Con poured her another glass of wine. Fourteen! He did not even know how to respond. How could anyone take the innocence of a child? Although, he knew it happened. He never expected to be on familiar terms with and care for someone it had happened to. But Charlotte, if she had not actually known, had suspected what had occurred. He almost wished she was here to tell him what to do.

He drank his now cold tea without tasting it. “Do you know if your aunt and uncle are still in Lyon?”

“They are. We write to each other. They think I am married to an English merchant.”

Even in France, being a courtesan is not respectable. To keep up such a fa?ade Aimée must want desperately to be respectable again.

He wondered if that was even her real name and thought it was probably not. “What if you had the funds to go to your family in France, with enough money to live on as if your ‘husband’ had died and left you a widow? Would you like that?”

She looked at him for the first time since she had begun her story, and stared. The soft ticking of the gilded clock on the mantel filled the silence. Still, it was several moments before she replied, “More than anything in my life I want a real husband and children. Very few women want to have the life I’m leading.”

The last part of what she said answered another question. Most of them? How could he have been so wrong?

“You are shocked, mon ami.”

Con could only nod.

“How much would you pay for a woman who showed her distaste?” Aimée asked.

Not much, he answered, but only to himself.

He sucked in a deep breath. He might not be able to repair all the damage he and other men had done, but he could help her have what she wanted and deserved. “Then you shall have it. Or at least as much of that life as I can give you.” His stomach twisted. The part he played in Aimée’s life made him almost physically ill. “I will transfer this house to you. It is your decision whether to sell it or lease it. I will also set up an account that will be sufficient for you to maintain the fiction you told your family.” The sick knot that had developed in his stomach began to unwind as he mentally reviewed the steps needed to accomplish his goal, and he smiled. “I’m afraid you will have to arrange the husband and children on your own.”
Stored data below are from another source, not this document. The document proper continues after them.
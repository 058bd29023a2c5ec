//! Braid daemon library surface
//!
//! The binary in `main.rs` is a thin shell over these modules; integration
//! tests boot the same `Server` in-process.

#![forbid(unsafe_code)]

pub mod cli;
pub mod config;
pub mod exit_codes;
pub mod logging;
pub mod server;

pub use braid_protocol::model::PeerInfo;
pub use config::{GeneralConfiguration, LogType, LoggingConfiguration};
pub use server::Server;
For the first time since he’d entered the house, the smile Aimée gave him was genuine. This time, he hoped the tears shimmering in her eyes were ones of happiness. “Merci beaucoup, mon ami. I do not know how to thank you.”

“It is I who should thank you.” Con thought of the stories Charlotte had told him and how he had scoffed and not believed her. “You have given me a chance to begin making amends.”

His former mistress moved to a small escritoire. Drawing out a piece of paper, Aimée made a notation. “This is the name I use for my family.”